Glover-Cutter, K et al. (2007) RNA polymerase II pauses and associates with pre-mRNA processing factors at both ends of genes. Nature Structural & Molecular Biology 15: 71-78
The authors present evidence that RNA polII pauses 0.5 - 1.5 kb downstream of the poly(A) site where processing factors are recruited (cleavage stimulation factor, or CstF, and cleavage polyadenylation specificity factor, CPSF). So the polymerase is still engaged with the template and the premRNA when processing is initiated, although it may not be actively elongating the transcript.
"Localisation of the active polII-3' end processing complex well downstream of the poly(A) consensus sequence agrees well with the cleavage of Chironomus BR1 transcripts after 600 bases of downstream sequence has been transcribed. This model is also supported by the fact that efficient poly(A) site cleavage requires an intact RNA tether linking the poly(A) site with the downstream polymerase." (references are cited in the original).

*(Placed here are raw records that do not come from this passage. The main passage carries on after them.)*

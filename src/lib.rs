//! Four-seat UNO-style card game engine: one human seat against three scripted opponents.
//!
//! [`Session`] is an immutable snapshot; every request returns a successor.
//! [`Table`] wraps it for a presentation layer, owning the human's selection
//! and the pending opponent activation.

pub mod action;
pub mod bot;
pub mod bots;
pub mod card;
pub mod error;
pub mod game;
pub mod pile;
pub mod rules;
pub mod selection;
pub mod state;
pub mod table;
pub mod turn;
pub mod visualize;

pub use crate::action::{Action, Seat};
pub use crate::bot::Bot;
pub use crate::bots::{HumanBot, ScriptedBot};
pub use crate::card::{Card, CardId, CardKind, Color, Rank};
pub use crate::error::{GameError, InvalidAction};
pub use crate::game::{
    Session, SessionBuilder, SessionConfig, advance_one_opponent, advance_opponents, draw_one,
    is_terminal, new_session, play_selection,
};
pub use crate::pile::{Drawn, draw_cards};
pub use crate::rules::{is_multi_playable, is_playable};
pub use crate::selection::Selection;
pub use crate::state::{GameStatus, SeatPublicState, SessionView, TurnPhase};
pub use crate::table::{Activation, Table};
pub use crate::turn::{Direction, HUMAN_SEAT, SEAT_COUNT, next_seat};
pub use crate::visualize::{VisualOptions, describe_action, format_card, render_state};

It is a semantic question as to whether you call this cotranscriptional processing.
[Incidentally this is yet another example which contradicts the commonly-stated idea that evolution acts to optimise everything to conserve ATP - here we have the transcription process discarding the energy from approximately 1000 phosphodiester bonds per transcript.]
UPDATE
@WYSIWYG The polymerase goes past the site where the poly(A) will eventually be added, and makes another 1000 bases of RNA before pausing to recruit factors that are needed for the subsequent cleavage at the pol(A) site which now lies "behind it". After that the poly (A) tail is added at the newly created 3' end. So the initiation of poly(A) addition (in the sense that the cleavage is an obligatory first step in the process) is accomplished while the polymerase is still engaged. I agree that the actual addition of the poly(A) cannot in any way be considered to be cotranscriptional.
I was trying to make the point out that it isn't simply a case of the polymerase encountering the cleavage site and dropping off to allow a second unlinked process to take place.